Oct 5, 2012

A Greek Tragedy Set in Sandymount

Screen newcomer Jack Reynor plays the protagonist in ‘What Richard Did’.

Oliver Nolan

Staff Writer

Much maligned and often caricatured to hilarious effect, the wealthy teenage South Dublin alpha-male has long been a figure of Irish society unexplored in cinema. What Richard Did, the third full-length feature from Lenny Abrahamson, sets a standard, focusing on a Summer in the life of 18 year old Richard Karlson, played by newcomer Jack Reynor. Needless to say, coming from the man behind Adam & Paul and Garage, Ross O’ Carroll Kelly: The Movie it ain’t. Anyone familiar with Abrahamson’s previous output will recognise signature tendencies from the get go. Several early scenes possess a wonderful improvised vibe, time taken to establish our central protagonist and his circle of friends without hurrying into plot. This serves to make the film highly relatable. The teens drink, laze about, talk about girls, and just generally live and breathe, the director never judging them or slipping into parody. When the plot does take a turn into darkness – and oh, it does – it’s all the more horrifying following this gentle build up. A greek tragedy set in Sandymount, What Richard Did confirms Abrahamson as one of our most celebrated filmmakers, the film as honest as it is terrifying.

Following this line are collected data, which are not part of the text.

use crate::context::AppContext;
use crate::domain::filter::FilterCriteria;
use crate::domain::listing::{
    wildcard, ListingQuery, DEFAULT_LIMIT, DEFAULT_MIN_BEDROOMS, DEFAULT_PRICE_MAX,
    DEFAULT_PRICE_MIN,
};
use crate::domain::property::ListingType;
use crate::errors::ServerError;
use crate::responses::{json_response, ResultResp};
use crate::sources::LocationSelection;
use astra::Request;
use serde_json::json;
use std::collections::HashMap;
use std::str::FromStr;

type Params = HashMap<String, String>;

pub fn handle(req: Request, ctx: &AppContext) -> ResultResp {
    let method = req.method().as_str();
    let path = req.uri().path();
    let params = parse_query(&req);

    match (method, path) {
        ("GET", "/health") => json_response(&json!({
            "status": "ok",
            "rows": ctx.store.rows().len(),
        })),

        // Navigation lists
        ("GET", "/states") => json_response(&ctx.store.distinct_states()),
        ("GET", "/cities") => {
            let state = required(&params, "state")?;
            json_response(&ctx.store.distinct_cities(state))
        }
        ("GET", "/zips") => {
            let state = required(&params, "state")?;
            let city = required(&params, "city")?;
            json_response(&ctx.store.distinct_zips(state, city))
        }
        ("GET", "/home-types") => json_response(&ctx.store.distinct_home_types()),
        ("GET", "/listing-types") => json_response(&ctx.store.distinct_listing_types()),

        ("GET", "/listings") => {
            let query = listing_query(&params)?;
            json_response(&ctx.store.listings(&query))
        }
        ("GET", "/summary") => {
            let city = required(&params, "city")?;
            json_response(&ctx.store.summarize(city))
        }
        ("GET", "/context") => {
            let selection = LocationSelection::new(
                required(&params, "city")?,
                required(&params, "state")?,
                wildcard(params.get("zip").map(String::as_str)).map(str::to_string),
            );
            json_response(&ctx.aggregator.fetch_context(&selection))
        }

        _ => Err(ServerError::NotFound),
    }
}

fn parse_query(req: &Request) -> Params {
    req.uri()
        .query()
        .map(|q| url::form_urlencoded::parse(q.as_bytes()).into_owned().collect())
        .unwrap_or_default()
}

fn required<'a>(params: &'a Params, key: &str) -> Result<&'a str, ServerError> {
    params
        .get(key)
        .map(|v| v.trim())
        .filter(|v| !v.is_empty())
        .ok_or_else(|| ServerError::BadRequest(format!("missing query parameter '{key}'")))
}

fn parsed_or<T: FromStr>(params: &Params, key: &str, default: T) -> Result<T, ServerError> {
    match params.get(key).map(|v| v.trim()).filter(|v| !v.is_empty()) {
        None => Ok(default),
        Some(raw) => raw
            .parse()
            .map_err(|_| ServerError::BadRequest(format!("invalid value '{raw}' for '{key}'"))),
    }
}

fn listing_query(params: &Params) -> Result<ListingQuery, ServerError> {
    let listing_type = wildcard(params.get("listing_type").map(String::as_str))
        .map(ListingType::from_str)
        .transpose()
        .map_err(ServerError::BadRequest)?;

    let criteria = FilterCriteria {
        state: required(params, "state")?.to_string(),
        city: required(params, "city")?.to_string(),
        zip: wildcard(params.get("zip").map(String::as_str)).map(str::to_string),
        price_min: parsed_or(params, "price_min", DEFAULT_PRICE_MIN)?,
        price_max: parsed_or(params, "price_max", DEFAULT_PRICE_MAX)?,
        min_bedrooms: parsed_or(params, "min_bedrooms", DEFAULT_MIN_BEDROOMS)?,
        home_type: wildcard(params.get("home_type").map(String::as_str)).map(str::to_string),
        listing_type,
    };

    Ok(ListingQuery {
        criteria,
        limit: parsed_or(params, "limit", DEFAULT_LIMIT)?,
    })
}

Witty, ambitious and liked by all, Reynor portrays the titular Richard with a delicate blend of confidence and vulnerability. Its this vulnerable side that comes into play when Richard meets Lara (Roisin Murphy), who inconveniently for him, is already seeing his teammate Conor (Sam Keeley). First world problem this might be, it ultimately reveals Richard’s self-interested, ruthless side, entirely at odds with the guy his friends think they know. Stealing his mate’s girlfriend without as much as an apology, Richard should become an abhorrant figure in our eyes, but through Malcolm Campbell’s refined and subtle writing, he doesn’t. Through a series of touching scenes showcasing palpable chemistry with Murphy, we see enough of his warm, loving side to stick by him. It’s a senseless act of drunken violence – the film is loosely inspired by Kevin Power’s novel Bad Day in Black Rock – that shatters Richard’s sense of self. Delving the depths of denial before guilt and reality take hold, Abrahamson forces us to identify with Richard throughout. His actions, whilst cowardly and manipulative, lead us to feel that we’d probably react similiarly, if not the same. Anyone who has witnessed Garage’s final scene will know that Abrahamson is capable of pathos on a heart wrenching scale, and a climactic scene between Richard and his loving father, the sadly underused Lars Mikkelsen, is so raw, so relatable, it’s almost impossible to watch.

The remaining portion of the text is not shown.